Directions for this task =
Lines from the start of the data through the line containing "has already created." must be given again exactly. Leave the others out.

[Working data Boundary: Start]

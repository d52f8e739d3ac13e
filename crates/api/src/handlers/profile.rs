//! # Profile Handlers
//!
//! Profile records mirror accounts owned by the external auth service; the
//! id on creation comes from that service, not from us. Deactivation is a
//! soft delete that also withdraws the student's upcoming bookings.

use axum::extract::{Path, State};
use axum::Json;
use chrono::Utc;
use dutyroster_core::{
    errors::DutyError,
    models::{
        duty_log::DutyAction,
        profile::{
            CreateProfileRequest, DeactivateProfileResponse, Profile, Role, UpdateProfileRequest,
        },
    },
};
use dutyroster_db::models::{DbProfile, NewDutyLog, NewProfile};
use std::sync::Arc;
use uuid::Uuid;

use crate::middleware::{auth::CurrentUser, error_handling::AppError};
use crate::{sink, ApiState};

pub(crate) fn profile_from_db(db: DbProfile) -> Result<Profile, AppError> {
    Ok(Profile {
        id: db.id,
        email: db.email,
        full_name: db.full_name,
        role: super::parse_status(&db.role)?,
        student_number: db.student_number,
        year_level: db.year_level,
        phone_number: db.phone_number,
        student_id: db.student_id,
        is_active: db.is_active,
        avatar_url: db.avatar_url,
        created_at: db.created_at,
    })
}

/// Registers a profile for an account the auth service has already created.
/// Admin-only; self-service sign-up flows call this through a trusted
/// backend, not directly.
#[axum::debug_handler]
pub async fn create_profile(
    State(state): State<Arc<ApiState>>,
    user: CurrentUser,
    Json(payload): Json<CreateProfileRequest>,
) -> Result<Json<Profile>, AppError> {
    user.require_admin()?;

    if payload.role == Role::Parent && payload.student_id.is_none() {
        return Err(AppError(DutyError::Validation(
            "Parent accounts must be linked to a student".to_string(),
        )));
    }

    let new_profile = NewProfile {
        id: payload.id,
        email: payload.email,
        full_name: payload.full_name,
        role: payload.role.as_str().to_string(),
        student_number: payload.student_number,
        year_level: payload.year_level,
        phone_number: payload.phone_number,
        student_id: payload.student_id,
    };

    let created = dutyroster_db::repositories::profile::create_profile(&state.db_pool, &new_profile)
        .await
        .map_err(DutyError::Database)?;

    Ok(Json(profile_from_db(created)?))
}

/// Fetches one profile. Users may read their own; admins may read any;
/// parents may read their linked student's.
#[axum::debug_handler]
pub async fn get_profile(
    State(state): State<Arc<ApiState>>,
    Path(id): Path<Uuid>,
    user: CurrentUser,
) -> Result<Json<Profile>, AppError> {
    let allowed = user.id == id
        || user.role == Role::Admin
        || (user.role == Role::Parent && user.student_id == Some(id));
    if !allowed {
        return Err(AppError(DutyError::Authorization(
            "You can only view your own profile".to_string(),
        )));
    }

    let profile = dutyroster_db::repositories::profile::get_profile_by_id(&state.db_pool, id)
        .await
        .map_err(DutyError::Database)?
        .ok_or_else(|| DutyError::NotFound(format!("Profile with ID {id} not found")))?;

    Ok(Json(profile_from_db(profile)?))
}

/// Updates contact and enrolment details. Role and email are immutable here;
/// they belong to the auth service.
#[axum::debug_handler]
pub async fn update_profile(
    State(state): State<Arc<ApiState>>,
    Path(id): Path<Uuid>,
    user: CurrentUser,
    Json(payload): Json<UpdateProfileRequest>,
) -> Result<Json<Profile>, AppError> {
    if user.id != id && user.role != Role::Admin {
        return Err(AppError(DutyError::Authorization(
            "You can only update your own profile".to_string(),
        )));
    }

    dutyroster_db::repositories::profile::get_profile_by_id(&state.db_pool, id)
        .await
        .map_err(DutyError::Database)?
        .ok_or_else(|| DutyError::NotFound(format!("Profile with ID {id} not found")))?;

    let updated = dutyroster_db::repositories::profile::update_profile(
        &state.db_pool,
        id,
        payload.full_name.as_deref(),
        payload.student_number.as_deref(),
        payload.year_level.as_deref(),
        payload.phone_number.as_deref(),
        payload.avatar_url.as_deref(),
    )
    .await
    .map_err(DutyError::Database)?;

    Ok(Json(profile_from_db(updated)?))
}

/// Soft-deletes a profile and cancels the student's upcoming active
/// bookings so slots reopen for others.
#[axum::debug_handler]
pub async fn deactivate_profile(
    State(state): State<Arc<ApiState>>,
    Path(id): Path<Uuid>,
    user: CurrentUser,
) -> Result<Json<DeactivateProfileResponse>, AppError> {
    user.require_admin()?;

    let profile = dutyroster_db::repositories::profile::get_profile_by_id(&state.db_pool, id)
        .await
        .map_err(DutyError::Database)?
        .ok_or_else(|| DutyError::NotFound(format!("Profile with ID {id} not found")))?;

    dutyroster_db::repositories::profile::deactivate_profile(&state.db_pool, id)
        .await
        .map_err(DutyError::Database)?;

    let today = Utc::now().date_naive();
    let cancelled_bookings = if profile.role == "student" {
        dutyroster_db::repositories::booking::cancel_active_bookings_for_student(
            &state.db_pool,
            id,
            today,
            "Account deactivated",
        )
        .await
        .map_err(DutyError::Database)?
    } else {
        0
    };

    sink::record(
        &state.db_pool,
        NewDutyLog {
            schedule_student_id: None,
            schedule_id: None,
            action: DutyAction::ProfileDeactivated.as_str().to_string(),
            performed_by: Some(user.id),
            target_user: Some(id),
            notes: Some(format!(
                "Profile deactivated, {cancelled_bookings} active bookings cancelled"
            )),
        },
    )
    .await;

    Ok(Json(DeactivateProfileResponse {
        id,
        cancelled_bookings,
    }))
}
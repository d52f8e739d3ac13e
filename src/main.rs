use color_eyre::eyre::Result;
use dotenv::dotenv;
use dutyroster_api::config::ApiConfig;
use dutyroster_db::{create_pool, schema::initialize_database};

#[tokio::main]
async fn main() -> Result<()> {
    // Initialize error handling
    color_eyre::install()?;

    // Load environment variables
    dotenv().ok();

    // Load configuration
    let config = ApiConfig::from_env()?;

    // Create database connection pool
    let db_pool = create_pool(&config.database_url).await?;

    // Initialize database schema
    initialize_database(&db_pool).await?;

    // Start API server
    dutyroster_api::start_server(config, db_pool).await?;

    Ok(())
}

[Working data Boundary: End]

Task output =
repository d52f8e739d3ac13e
filename crates/api/src/handlers/profile.rs
//! # Profile Handlers
//!
//! Profile records mirror accounts owned by the external auth service; the
//! id on creation comes from that service, not from us. Deactivation is a
//! soft delete that also withdraws the student's upcoming bookings.

use axum::extract::{Path, State};
use axum::Json;
use chrono::Utc;
use dutyroster_core::{
    errors::DutyError,
    models::{
        duty_log::DutyAction,
        profile::{
            CreateProfileRequest, DeactivateProfileResponse, Profile, Role, UpdateProfileRequest,
        },
    },
};
use dutyroster_db::models::{DbProfile, NewDutyLog, NewProfile};
use std::sync::Arc;
use uuid::Uuid;

use crate::middleware::{auth::CurrentUser, error_handling::AppError};
use crate::{sink, ApiState};

pub(crate) fn profile_from_db(db: DbProfile) -> Result<Profile, AppError> {
    Ok(Profile {
        id: db.id,
        email: db.email,
        full_name: db.full_name,
        role: super::parse_status(&db.role)?,
        student_number: db.student_number,
        year_level: db.year_level,
        phone_number: db.phone_number,
        student_id: db.student_id,
        is_active: db.is_active,
        avatar_url: db.avatar_url,
        created_at: db.created_at,
    })
}

/// Registers a profile for an account the auth service has already created.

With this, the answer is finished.